Dynamically select from multiple retrievers

This notebook demonstrates how to use the MultiRetrievalQAChain to dynamically select which retrieval system to use for answering a question. The MultiRetrievalQAChain takes in a list of retriever_infos dicts that each specify a name, description, and retriever. It selects the best matching retriever for a given question.

Setup

Here is some sample code for loading documents into FAISS indexes and wrapping them as retrievers:

sou_docs = TextLoader('../../state_of_the_union.txt').load_and_split()
sou_retriever = FAISS.from_documents(sou_docs, OpenAIEmbeddings()).as_retriever()

pg_docs = TextLoader('../../paul_graham_essay.txt').load_and_split()
pg_retriever = FAISS.from_documents(pg_docs, OpenAIEmbeddings()).as_retriever()
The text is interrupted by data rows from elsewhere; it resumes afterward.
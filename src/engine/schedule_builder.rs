// ==========================================
// 集装箱堆场排位系统 - 船期构建器
// ==========================================
// 职责: 船舶输入记录 → 模拟状态（簇划分 + 收箱/装船窗口）
// 输入: VesselRecord 列表（已校验）
// 输出: VesselState 列表，done = false（退化船舶除外）
// ==========================================

use crate::config::SimulationConfig;
use crate::domain::vessel::{Cluster, VesselRecord, VesselState};
use chrono::{Duration, NaiveDate};

// ==========================================
// VesselScheduleBuilder - 船期构建器
// ==========================================
#[derive(Debug, Clone)]
pub struct VesselScheduleBuilder {
    receiving_days: i64,
    small_vessel_threshold: u32,
    medium_vessel_threshold: u32,
    daily_loading_capacity: f64,
}

impl VesselScheduleBuilder {
    pub fn new(config: &SimulationConfig) -> Self {
        Self {
            receiving_days: config.receiving_days,
            small_vessel_threshold: config.small_vessel_threshold,
            medium_vessel_threshold: config.medium_vessel_threshold,
            daily_loading_capacity: config.daily_loading_capacity(),
        }
    }

    /// 批量构建（保持输入顺序）
    pub fn build(&self, records: &[VesselRecord]) -> Vec<VesselState> {
        records.iter().map(|r| self.build_one(r)).collect()
    }

    /// 构建单船状态
    pub fn build_one(&self, record: &VesselRecord) -> VesselState {
        let total = round_up_total(record.total_containers);
        let cluster_count = self.effective_cluster_count(total, record.cluster_need);
        let clusters = partition_clusters(&record.vessel, total, cluster_count);
        let load_days = self.loading_days(total);

        let arrival = record.eta;
        let start_receive = arrival - Duration::days(self.receiving_days);
        let end_receive = arrival - Duration::days(1);
        let start_load = arrival;
        let end_load = loading_window_end(arrival, load_days);

        let degenerate = total == 0 || clusters.is_empty();
        if degenerate {
            tracing::warn!(
                vessel = %record.vessel,
                total_containers = record.total_containers,
                cluster_need = record.cluster_need,
                "退化船舶（箱量或簇数为 0），直接标记完成"
            );
        } else {
            tracing::debug!(
                vessel = %record.vessel,
                total,
                clusters = clusters.len(),
                load_days,
                %start_receive,
                %end_load,
                "船期构建完成"
            );
        }

        VesselState {
            name: record.vessel.clone(),
            total,
            arrival,
            berth: record.berth.clone(),
            cluster_hint: record.cluster_need,
            clusters,
            start_receive,
            end_receive,
            start_load,
            end_load,
            load_days,
            done: degenerate,
        }
    }

    /// 有效簇数
    ///
    /// - total < 1000 → 3
    /// - total < 1500 → 2
    /// - 否则使用提示值
    pub fn effective_cluster_count(&self, total: u32, hint: i64) -> i64 {
        if total < self.small_vessel_threshold {
            3
        } else if total < self.medium_vessel_threshold {
            2
        } else {
            hint
        }
    }

    /// 装船天数: ceil(total / 日装船能力)，total > 0 时至少 1 天
    pub fn loading_days(&self, total: u32) -> u32 {
        if total == 0 {
            return 0;
        }
        if !(self.daily_loading_capacity.is_finite() && self.daily_loading_capacity > 0.0) {
            return 1;
        }
        let days = (total as f64 / self.daily_loading_capacity).ceil();
        (days as u32).max(1)
    }
}

/// 箱量向上取整；非正数/非法值视为 0
pub fn round_up_total(raw: f64) -> u32 {
    if !raw.is_finite() || raw <= 0.0 {
        return 0;
    }
    let rounded = raw.ceil();
    if rounded >= u32::MAX as f64 {
        u32::MAX
    } else {
        rounded as u32
    }
}

/// 均分簇：余数分配给前面的簇
pub fn partition_clusters(vessel: &str, total: u32, cluster_count: i64) -> Vec<Cluster> {
    if cluster_count <= 0 {
        return Vec::new();
    }
    let count = cluster_count as u64;
    let base = total as u64 / count;
    let remainder = total as u64 % count;

    (0..count)
        .map(|i| {
            let size = base + u64::from(i < remainder);
            Cluster::new(vessel, i as usize + 1, size as u32)
        })
        .collect()
}

/// 装船窗口结束日: arrival + load_days - 1（0 天时早于 arrival）
fn loading_window_end(arrival: NaiveDate, load_days: u32) -> NaiveDate {
    arrival + Duration::days(load_days as i64 - 1)
}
We then create a list of retriever_infos dicts that specify a name, description, and the retriever:

retriever_infos = [
{
"name": "state of the union",
"description": "Good for answering questions about the 2023 State of the Union address",
"retriever": sou_retriever
},
{
"name": "pg essay",
"description": "Good for answering questions about Paul Graham's essay on his career",
"retriever": pg_retriever
}
]

Creating the MultiRetrievalQAChain

We can now create the MultiRetrievalQAChain by passing the list of retriever infos:

chain = MultiRetrievalQAChain.from_retrievers(OpenAI(), retriever_infos, verbose=True)

The verbose=True will print out which retriever was selected for each question.

Customizing Prompts

You can customize the prompts used for question answering by passing a PromptTemplate to the MultiRetrievalQAChain.

For example:

from langchain.prompts import PromptTemplate

prompt_template = """Use the following context to answer the question in Italian:

{context}

Domanda: {question}
Risposta:"""

prompt = PromptTemplate(template=prompt_template, input_variables=["context", "question"])

chain = MultiRetrievalQAChain.from_retrievers(OpenAI(), retriever_infos, prompt=prompt)

Return Source Documents

We can also return the source documents used to generate the answer by passing return_source_documents=True:

chain = MultiRetrievalQAChain.from_retrievers(OpenAI(), retriever_infos, return_source_documents=True)

This allows accessing the provenance for an answer.

In summary, the MultiRetrievalQAChain provides a way to dynamically select between multiple retrievers based on the question. By configuring multiple retrievers, we can build QA systems that combine domain-specific and personal knowledge.